§ INPUT MATERIAL

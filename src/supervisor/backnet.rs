/*
    Copyright © 2023, ParallelChain Lab
    Licensed under the Apache License, Version 2.0: http://www.apache.org/licenses/LICENSE-2.0
*/

//! Drivers that materialize and launch the backnet of one community.
//!
//! A [`BacknetDriver`] knows how to turn a community's [`Backnet`] into an on-disk configuration, and how
//! to launch the backnet program and wait until it is serving. Only IPFS is implemented ([`IpfsDriver`]).
//!
//! ## IPFS
//!
//! The IPFS driver expects an `ipfs` executable that:
//! - Reads its data directory from the `IPFS_PATH` environment variable.
//! - Initializes a new data directory with `ipfs init <config file>`.
//! - Replaces the configuration of an existing data directory with `ipfs config replace <config file>`.
//! - Runs with `ipfs daemon`, printing `Daemon is ready` on its own line once it is serving.

use std::{
    fmt::{self, Display, Formatter},
    fs,
    io::{self, BufRead, BufReader},
    path::{Path, PathBuf},
    process::{Child, Command, Stdio},
    sync::mpsc::{self, RecvTimeoutError},
    thread,
    time::Duration,
};

use crate::types::{
    basic::CommunityID,
    community::{Backnet, BacknetType},
};

use super::{
    ipfs_config::{IpfsConfig, IpfsConfigError},
    ports::PortBlock,
    process::ProcessStartupError,
};

pub const IPFS_READY_LINE: &str = "Daemon is ready";
pub const IPFS_CONFIG_FILE: &str = "ipfs_config.json";

pub trait BacknetDriver: Send {
    fn backnet_type(&self) -> BacknetType;

    /// Write the configuration for `backnet` listening on `ports`, initializing the backnet's data if this
    /// is the first time it is configured. An existing backnet keeps its identity.
    fn configure(&mut self, backnet: &Backnet, ports: PortBlock) -> Result<(), BacknetError>;

    /// Launch the backnet and block until it reports that it is ready.
    fn launch(&mut self) -> Result<Child, ProcessStartupError>;
}

pub struct IpfsDriver {
    community_id: CommunityID,
    binary: PathBuf,
    data_dir: PathBuf,
    config_dir: PathBuf,
    startup_timeout: Duration,
}

impl IpfsDriver {
    /// Create a driver that keeps the community's data in `data_dir/<community id>` and its generated
    /// configuration in `config_dir/<community id>`.
    pub fn new(
        community_id: CommunityID,
        binary: PathBuf,
        data_dir: &Path,
        config_dir: &Path,
        startup_timeout: Duration,
    ) -> IpfsDriver {
        IpfsDriver {
            data_dir: data_dir.join(community_id.as_str()),
            config_dir: config_dir.join(community_id.as_str()),
            community_id,
            binary,
            startup_timeout,
        }
    }

    pub fn data_dir(&self) -> &Path {
        &self.data_dir
    }

    pub fn config_path(&self) -> PathBuf {
        self.config_dir.join(IPFS_CONFIG_FILE)
    }

    /// Whether `ipfs init` has already run on the data directory.
    pub fn is_initialized(&self) -> bool {
        self.data_dir.join("config").is_file()
    }

    fn run(&self, args: &[&str]) -> Result<(), BacknetError> {
        log::debug!(
            "running {} {} for {}",
            self.binary.display(),
            args.join(" "),
            self.community_id
        );
        let output = Command::new(&self.binary)
            .args(args)
            .env("IPFS_PATH", &self.data_dir)
            .stdin(Stdio::null())
            .output()
            .map_err(BacknetError::Io)?;

        if !output.status.success() {
            return Err(BacknetError::Command {
                command: args.join(" "),
                status: output.status.code(),
                stderr: String::from_utf8_lossy(&output.stderr).trim().to_string(),
            });
        }
        Ok(())
    }
}

impl BacknetDriver for IpfsDriver {
    fn backnet_type(&self) -> BacknetType {
        BacknetType::Ipfs
    }

    fn configure(&mut self, backnet: &Backnet, ports: PortBlock) -> Result<(), BacknetError> {
        if backnet.backnet_type != BacknetType::Ipfs {
            return Err(BacknetError::WrongType {
                expected: BacknetType::Ipfs,
                found: backnet.backnet_type,
            });
        }

        create_private_dir(&self.data_dir)?;
        create_private_dir(&self.config_dir)?;

        let is_new = !self.is_initialized();
        let mut config = if is_new {
            IpfsConfig::generate()
        } else {
            IpfsConfig::from_file(&self.data_dir.join("config"))?
        };
        config.set_addresses(ports);
        config.set_bootstrap(backnet.bootstrap.clone());

        let config_path = self.config_path();
        config.write(&config_path)?;

        let config_path = config_path.to_string_lossy();
        if is_new {
            self.run(&["init", &config_path])
        } else {
            self.run(&["config", "replace", &config_path])
        }
    }

    fn launch(&mut self) -> Result<Child, ProcessStartupError> {
        let mut child = Command::new(&self.binary)
            .arg("daemon")
            .env("IPFS_PATH", &self.data_dir)
            .stdin(Stdio::null())
            .stdout(Stdio::piped())
            .stderr(Stdio::null())
            .spawn()
            .map_err(ProcessStartupError::Spawn)?;

        let stdout = match child.stdout.take() {
            Some(stdout) => stdout,
            None => {
                stop_child(&mut child);
                return Err(ProcessStartupError::StartupFailed {
                    reason: "standard output was not captured".to_string(),
                });
            }
        };

        // The reader keeps draining stdout after the ready line, so the daemon never blocks on a full pipe.
        let (ready, ready_receiver) = mpsc::channel();
        let community_id = self.community_id.clone();
        thread::spawn(move || {
            let mut ready = Some(ready);
            for line in BufReader::new(stdout).lines() {
                let Ok(line) = line else { break };
                log::trace!("[{}] {}", community_id, line);
                if line.trim() == IPFS_READY_LINE {
                    if let Some(ready) = ready.take() {
                        let _ = ready.send(());
                    }
                }
            }
        });

        match ready_receiver.recv_timeout(self.startup_timeout) {
            Ok(()) => Ok(child),
            Err(RecvTimeoutError::Timeout) => {
                stop_child(&mut child);
                Err(ProcessStartupError::StartupTimeout {
                    after: self.startup_timeout,
                })
            }
            Err(RecvTimeoutError::Disconnected) => {
                stop_child(&mut child);
                Err(ProcessStartupError::StartupFailed {
                    reason: format!("output ended without {:?}", IPFS_READY_LINE),
                })
            }
        }
    }
}

fn stop_child(child: &mut Child) {
    let _ = child.kill();
    let _ = child.wait();
}

fn create_private_dir(dir: &Path) -> io::Result<()> {
    let mut builder = fs::DirBuilder::new();
    builder.recursive(true);
    #[cfg(unix)]
    {
        use std::os::unix::fs::DirBuilderExt;
        builder.mode(0o700);
    }
    builder.create(dir)
}

#[derive(Debug)]
pub enum BacknetError {
    /// The driver was asked to configure a backnet of another type.
    WrongType {
        expected: BacknetType,
        found: BacknetType,
    },
    Config(IpfsConfigError),
    /// An initialization or reconfiguration command exited unsuccessfully.
    Command {
        command: String,
        status: Option<i32>,
        stderr: String,
    },
    Io(io::Error),
}

impl Display for BacknetError {
    fn fmt(&self, f: &mut Formatter<'_>) -> fmt::Result {
        match self {
            BacknetError::WrongType { expected, found } => {
                write!(f, "expected a {} backnet, got a {} backnet", expected, found)
            }
            BacknetError::Config(err) => Display::fmt(err, f),
            BacknetError::Command {
                command,
                status,
                stderr,
            } => write!(
                f,
                "`{}` exited with status {:?}: {}",
                command, status, stderr
            ),
            BacknetError::Io(err) => write!(f, "backnet i/o failed: {}", err),
        }
    }
}

impl std::error::Error for BacknetError {}

impl From<IpfsConfigError> for BacknetError {
    fn from(value: IpfsConfigError) -> Self {
        BacknetError::Config(value)
    }
}

impl From<io::Error> for BacknetError {
    fn from(value: io::Error) -> Self {
        BacknetError::Io(value)
    }
}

§ WORK INSTRUCTION
Copy all lines of the records in which the string "join" can be found.

§ RESPONSE FOR THIS EXERCISE
            data_dir: data_dir.join(community_id.as_str()),
            config_dir: config_dir.join(community_id.as_str()),
        self.config_dir.join(IPFS_CONFIG_FILE)
        self.data_dir.join("config").is_file()
            args.join(" "),
                command: args.join(" "),
            IpfsConfig::from_file(&self.data_dir.join("config"))?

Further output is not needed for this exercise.